* _WHAT YOU WILL DO_
How many lines in these records hold the string "matches"? State only that number.
+ + + + + + +
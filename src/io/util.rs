use std::borrow::Cow;

/// Removes every `\r` and `\n` from `text`.
pub fn strip_line_breaks(text: &str) -> Cow<'_, str> {
    if text.contains(['\r', '\n']) {
        Cow::Owned(text.chars().filter(|c| !matches!(c, '\r' | '\n')).collect())
    } else {
        Cow::Borrowed(text)
    }
}

/// Byte columns `[start, end)` of a fixed-width line, clamped to its length.
///
/// A range that would split a multi-byte character yields `""`, which then
/// fails numeric parsing like any other malformed column.
pub fn column(text: &str, start: usize, end: usize) -> &str {
    let end = end.min(text.len());
    let start = start.min(end);
    text.get(start..end).unwrap_or("")
}

#[cfg(test)]
mod tests {
    use super::*;

    #[test]
    fn strip_line_breaks_removes_cr_and_lf_anywhere() {
        assert_eq!(strip_line_breaks("abc\r\n"), "abc");
        assert_eq!(strip_line_breaks("a\rb"), "ab");
        assert!(matches!(strip_line_breaks("clean"), Cow::Borrowed("clean")));
    }

    #[test]
    fn column_clamps_to_line_length() {
        assert_eq!(column("  1  2  1", 0, 3), "  1");
        assert_eq!(column("  1  2  1", 6, 9), "  1");
        assert_eq!(column("  1", 3, 6), "");
        assert_eq!(column("  1  2", 3, 9), "  2");
    }

    #[test]
    fn column_rejects_split_characters() {
        assert_eq!(column("αβγ", 0, 3), "");
    }
}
+ + + + + + +
* _RESPONSE AREA_
2